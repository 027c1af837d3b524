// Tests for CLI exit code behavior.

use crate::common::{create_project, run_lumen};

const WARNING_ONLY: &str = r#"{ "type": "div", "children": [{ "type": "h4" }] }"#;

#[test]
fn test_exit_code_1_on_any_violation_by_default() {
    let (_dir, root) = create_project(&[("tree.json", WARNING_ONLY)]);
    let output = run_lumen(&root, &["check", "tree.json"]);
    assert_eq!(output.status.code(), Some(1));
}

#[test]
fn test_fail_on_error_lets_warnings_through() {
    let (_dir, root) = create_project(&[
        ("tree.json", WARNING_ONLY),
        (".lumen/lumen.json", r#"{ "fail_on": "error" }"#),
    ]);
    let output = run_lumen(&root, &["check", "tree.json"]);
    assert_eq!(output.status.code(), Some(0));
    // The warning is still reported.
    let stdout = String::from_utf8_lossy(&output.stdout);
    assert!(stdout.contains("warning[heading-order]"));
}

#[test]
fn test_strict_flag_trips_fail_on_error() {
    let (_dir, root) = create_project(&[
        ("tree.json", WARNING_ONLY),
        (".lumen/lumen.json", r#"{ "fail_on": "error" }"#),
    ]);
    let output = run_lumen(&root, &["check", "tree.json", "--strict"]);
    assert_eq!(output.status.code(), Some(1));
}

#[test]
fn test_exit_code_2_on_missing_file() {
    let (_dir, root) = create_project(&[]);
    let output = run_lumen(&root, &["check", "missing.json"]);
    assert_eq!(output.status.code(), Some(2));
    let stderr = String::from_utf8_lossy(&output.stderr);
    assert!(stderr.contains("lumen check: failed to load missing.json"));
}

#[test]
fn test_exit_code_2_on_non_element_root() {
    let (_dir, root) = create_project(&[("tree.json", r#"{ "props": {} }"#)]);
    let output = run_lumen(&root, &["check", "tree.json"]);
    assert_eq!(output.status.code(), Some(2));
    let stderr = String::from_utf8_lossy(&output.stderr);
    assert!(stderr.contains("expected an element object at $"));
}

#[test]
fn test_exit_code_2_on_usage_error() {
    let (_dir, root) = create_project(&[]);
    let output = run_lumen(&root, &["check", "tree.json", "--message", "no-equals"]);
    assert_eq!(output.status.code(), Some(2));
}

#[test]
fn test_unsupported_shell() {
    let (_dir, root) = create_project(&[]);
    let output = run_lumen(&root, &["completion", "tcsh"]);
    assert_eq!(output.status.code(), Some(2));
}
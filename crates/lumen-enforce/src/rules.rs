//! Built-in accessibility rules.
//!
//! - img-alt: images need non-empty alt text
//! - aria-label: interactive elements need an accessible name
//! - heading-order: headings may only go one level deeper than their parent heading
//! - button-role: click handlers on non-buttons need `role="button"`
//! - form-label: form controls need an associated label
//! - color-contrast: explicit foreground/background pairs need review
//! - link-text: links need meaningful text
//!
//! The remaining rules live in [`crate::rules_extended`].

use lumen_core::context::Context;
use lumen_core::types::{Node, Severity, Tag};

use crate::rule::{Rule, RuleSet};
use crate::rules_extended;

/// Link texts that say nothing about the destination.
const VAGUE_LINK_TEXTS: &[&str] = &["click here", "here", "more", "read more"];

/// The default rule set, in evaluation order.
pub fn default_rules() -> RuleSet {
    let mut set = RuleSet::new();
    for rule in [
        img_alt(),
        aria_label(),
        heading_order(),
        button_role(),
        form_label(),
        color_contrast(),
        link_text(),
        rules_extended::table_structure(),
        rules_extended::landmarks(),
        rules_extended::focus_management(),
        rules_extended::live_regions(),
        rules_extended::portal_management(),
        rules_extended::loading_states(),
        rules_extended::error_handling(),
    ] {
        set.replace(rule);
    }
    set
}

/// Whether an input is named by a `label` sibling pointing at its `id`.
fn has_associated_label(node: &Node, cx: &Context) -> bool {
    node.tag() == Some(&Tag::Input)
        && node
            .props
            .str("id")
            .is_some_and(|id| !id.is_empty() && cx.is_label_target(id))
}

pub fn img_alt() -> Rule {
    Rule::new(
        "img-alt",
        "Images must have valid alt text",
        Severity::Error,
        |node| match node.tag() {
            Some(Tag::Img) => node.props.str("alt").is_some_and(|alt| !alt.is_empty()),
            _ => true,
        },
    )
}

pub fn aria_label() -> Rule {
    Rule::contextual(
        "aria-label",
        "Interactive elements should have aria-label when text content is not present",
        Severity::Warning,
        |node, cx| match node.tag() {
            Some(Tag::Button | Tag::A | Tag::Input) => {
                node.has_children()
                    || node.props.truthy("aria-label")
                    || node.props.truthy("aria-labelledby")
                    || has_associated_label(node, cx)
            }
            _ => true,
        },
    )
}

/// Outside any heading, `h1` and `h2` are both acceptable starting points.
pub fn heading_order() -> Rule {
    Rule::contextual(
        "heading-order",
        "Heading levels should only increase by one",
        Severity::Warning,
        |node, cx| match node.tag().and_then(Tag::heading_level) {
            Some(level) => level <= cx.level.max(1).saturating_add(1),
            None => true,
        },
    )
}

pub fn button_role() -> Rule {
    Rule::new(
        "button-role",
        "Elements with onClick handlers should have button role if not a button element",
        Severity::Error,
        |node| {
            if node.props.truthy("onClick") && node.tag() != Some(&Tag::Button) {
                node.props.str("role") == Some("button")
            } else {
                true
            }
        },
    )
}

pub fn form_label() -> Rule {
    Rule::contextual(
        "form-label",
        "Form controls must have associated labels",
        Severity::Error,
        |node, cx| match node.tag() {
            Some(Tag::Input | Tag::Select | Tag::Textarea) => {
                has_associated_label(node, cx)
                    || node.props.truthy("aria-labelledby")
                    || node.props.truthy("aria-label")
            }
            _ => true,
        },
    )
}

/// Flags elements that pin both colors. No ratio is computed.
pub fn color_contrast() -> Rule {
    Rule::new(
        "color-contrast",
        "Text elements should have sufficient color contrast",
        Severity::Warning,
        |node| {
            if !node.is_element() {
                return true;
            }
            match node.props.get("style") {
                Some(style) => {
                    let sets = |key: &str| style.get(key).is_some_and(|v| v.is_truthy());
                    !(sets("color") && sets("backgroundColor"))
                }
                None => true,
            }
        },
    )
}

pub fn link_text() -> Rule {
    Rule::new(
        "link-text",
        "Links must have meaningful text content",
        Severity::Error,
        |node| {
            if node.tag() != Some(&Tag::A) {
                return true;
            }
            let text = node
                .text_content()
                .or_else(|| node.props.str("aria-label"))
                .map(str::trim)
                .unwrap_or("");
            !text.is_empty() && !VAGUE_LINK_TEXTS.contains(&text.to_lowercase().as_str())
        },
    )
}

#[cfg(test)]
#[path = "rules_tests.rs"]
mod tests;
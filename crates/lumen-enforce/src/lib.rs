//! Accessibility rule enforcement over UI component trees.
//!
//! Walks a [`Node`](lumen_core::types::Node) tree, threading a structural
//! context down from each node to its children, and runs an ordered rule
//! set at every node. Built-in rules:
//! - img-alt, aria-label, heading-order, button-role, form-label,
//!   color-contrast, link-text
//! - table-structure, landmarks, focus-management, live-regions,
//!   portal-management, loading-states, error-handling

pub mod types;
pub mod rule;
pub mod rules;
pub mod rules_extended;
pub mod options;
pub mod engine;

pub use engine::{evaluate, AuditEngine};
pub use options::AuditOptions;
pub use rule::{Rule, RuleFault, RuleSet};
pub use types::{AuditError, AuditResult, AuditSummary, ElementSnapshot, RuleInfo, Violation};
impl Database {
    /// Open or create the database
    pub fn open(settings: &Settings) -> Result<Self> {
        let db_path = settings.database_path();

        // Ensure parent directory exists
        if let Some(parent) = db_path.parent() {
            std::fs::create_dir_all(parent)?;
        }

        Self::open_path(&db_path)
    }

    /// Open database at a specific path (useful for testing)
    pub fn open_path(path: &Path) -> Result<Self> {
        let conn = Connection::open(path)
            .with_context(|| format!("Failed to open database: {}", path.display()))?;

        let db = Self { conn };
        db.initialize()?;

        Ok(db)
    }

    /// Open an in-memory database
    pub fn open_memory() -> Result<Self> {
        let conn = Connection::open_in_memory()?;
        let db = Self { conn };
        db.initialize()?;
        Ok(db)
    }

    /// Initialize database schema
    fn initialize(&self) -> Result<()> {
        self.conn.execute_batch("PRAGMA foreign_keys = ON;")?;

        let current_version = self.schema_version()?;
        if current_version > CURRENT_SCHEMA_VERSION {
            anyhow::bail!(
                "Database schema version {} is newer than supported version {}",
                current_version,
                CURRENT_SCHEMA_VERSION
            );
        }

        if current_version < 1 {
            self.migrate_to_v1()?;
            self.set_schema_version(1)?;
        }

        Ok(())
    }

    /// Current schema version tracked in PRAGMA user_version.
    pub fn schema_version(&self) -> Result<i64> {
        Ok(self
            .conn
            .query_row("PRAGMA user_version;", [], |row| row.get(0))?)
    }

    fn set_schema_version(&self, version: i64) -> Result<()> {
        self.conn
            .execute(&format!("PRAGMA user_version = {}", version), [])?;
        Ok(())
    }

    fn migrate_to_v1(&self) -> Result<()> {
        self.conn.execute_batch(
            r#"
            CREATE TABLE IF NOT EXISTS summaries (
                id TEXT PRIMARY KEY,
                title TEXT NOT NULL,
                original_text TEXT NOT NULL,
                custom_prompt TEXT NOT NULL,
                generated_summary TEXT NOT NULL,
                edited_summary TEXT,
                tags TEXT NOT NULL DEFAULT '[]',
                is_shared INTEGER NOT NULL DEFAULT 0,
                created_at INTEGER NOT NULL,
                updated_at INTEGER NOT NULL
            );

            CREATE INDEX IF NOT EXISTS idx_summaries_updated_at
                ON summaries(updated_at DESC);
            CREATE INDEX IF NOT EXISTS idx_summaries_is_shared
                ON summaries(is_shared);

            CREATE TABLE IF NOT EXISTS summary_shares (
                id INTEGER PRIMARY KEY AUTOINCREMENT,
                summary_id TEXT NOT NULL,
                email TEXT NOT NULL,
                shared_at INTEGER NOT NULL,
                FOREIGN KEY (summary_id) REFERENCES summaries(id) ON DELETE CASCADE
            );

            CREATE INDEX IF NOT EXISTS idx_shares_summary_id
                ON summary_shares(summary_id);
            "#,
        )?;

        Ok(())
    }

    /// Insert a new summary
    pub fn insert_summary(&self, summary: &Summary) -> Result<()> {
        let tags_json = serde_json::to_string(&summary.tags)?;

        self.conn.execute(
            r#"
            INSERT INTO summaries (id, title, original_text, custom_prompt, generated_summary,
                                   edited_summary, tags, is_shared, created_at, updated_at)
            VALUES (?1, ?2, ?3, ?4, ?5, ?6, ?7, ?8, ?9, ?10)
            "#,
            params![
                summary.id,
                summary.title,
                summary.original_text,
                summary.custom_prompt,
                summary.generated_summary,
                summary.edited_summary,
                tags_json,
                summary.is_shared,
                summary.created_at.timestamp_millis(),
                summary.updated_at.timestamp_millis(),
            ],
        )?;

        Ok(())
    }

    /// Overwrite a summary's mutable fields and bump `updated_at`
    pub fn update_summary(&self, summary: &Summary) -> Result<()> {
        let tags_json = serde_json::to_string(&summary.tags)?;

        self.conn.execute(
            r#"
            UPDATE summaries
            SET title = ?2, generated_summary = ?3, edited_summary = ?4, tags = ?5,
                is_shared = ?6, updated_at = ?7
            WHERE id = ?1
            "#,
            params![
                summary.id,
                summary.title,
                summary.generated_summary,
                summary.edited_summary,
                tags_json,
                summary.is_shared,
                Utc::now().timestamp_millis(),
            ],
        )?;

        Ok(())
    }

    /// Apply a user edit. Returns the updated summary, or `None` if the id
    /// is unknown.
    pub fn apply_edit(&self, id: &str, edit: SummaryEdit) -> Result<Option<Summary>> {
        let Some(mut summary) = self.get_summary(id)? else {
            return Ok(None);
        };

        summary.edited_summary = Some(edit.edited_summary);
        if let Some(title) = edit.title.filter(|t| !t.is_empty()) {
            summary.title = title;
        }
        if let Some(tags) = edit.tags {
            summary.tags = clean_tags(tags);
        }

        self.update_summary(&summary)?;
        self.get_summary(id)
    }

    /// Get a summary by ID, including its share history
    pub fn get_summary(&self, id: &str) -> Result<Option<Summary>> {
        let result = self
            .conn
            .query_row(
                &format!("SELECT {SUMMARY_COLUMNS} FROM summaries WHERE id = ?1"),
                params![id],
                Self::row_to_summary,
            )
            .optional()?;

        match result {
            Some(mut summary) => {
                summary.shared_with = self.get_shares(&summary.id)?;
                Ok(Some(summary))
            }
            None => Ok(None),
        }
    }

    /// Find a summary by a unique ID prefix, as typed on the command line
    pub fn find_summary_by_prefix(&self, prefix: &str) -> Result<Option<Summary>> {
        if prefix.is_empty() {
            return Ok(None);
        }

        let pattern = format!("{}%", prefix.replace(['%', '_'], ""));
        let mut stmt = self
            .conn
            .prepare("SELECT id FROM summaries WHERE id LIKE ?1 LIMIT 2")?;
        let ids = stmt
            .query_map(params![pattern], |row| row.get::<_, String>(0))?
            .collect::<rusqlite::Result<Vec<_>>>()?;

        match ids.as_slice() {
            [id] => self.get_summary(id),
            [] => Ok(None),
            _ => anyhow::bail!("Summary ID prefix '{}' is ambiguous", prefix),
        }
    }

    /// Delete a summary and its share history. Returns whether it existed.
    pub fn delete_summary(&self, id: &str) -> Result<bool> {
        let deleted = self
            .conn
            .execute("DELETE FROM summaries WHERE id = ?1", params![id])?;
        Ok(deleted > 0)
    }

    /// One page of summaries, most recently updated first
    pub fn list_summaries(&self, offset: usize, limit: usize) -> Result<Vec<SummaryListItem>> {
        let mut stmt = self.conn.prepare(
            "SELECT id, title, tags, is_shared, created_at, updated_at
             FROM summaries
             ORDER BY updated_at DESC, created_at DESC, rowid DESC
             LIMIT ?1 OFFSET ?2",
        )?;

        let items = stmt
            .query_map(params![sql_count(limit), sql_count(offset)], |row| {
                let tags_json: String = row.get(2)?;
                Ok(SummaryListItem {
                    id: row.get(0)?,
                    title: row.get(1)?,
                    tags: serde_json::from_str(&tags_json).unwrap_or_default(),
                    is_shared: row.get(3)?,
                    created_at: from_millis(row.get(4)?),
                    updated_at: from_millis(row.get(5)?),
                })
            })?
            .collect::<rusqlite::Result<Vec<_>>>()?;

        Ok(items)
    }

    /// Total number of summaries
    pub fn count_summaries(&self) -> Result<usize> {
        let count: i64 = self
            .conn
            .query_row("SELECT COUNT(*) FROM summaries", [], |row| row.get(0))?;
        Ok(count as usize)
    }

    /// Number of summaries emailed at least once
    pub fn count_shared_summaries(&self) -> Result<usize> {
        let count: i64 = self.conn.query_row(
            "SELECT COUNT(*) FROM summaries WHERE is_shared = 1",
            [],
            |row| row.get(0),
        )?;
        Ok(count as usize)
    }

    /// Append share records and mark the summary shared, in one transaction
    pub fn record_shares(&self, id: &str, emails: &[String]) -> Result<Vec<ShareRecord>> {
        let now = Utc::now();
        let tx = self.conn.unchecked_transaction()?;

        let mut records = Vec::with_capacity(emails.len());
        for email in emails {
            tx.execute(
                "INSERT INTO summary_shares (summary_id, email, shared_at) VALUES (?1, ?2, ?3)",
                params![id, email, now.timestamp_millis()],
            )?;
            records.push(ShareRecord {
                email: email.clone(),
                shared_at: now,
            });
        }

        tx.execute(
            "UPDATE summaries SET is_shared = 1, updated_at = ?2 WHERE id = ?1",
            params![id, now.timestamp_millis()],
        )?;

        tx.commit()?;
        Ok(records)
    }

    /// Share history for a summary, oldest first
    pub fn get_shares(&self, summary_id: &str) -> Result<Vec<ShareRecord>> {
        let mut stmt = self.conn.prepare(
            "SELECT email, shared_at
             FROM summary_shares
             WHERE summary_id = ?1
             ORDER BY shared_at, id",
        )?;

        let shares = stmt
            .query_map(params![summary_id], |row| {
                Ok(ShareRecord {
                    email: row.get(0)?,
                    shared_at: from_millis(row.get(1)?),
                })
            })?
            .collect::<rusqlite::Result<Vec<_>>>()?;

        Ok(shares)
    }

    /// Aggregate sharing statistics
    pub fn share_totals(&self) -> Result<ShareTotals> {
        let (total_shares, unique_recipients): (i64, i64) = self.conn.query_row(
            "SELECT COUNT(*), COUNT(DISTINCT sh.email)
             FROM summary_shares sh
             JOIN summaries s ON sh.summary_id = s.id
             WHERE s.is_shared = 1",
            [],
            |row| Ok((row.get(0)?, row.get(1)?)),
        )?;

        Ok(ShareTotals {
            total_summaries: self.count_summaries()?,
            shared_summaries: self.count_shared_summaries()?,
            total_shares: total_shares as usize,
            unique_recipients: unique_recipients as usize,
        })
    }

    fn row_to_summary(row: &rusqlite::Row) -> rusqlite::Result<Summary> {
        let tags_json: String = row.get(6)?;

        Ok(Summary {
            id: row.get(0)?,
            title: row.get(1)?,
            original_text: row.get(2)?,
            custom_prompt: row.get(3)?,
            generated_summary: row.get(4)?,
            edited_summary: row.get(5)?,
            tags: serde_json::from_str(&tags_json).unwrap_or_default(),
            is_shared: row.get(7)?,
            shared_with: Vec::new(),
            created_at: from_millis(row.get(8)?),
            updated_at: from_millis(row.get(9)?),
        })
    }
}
● ● ● ● ● ● ●
**Exercise details:** Report each line in the data that holds the word "engine".

**Answer to this task:**
pub mod engine;
pub use engine::{evaluate, AuditEngine};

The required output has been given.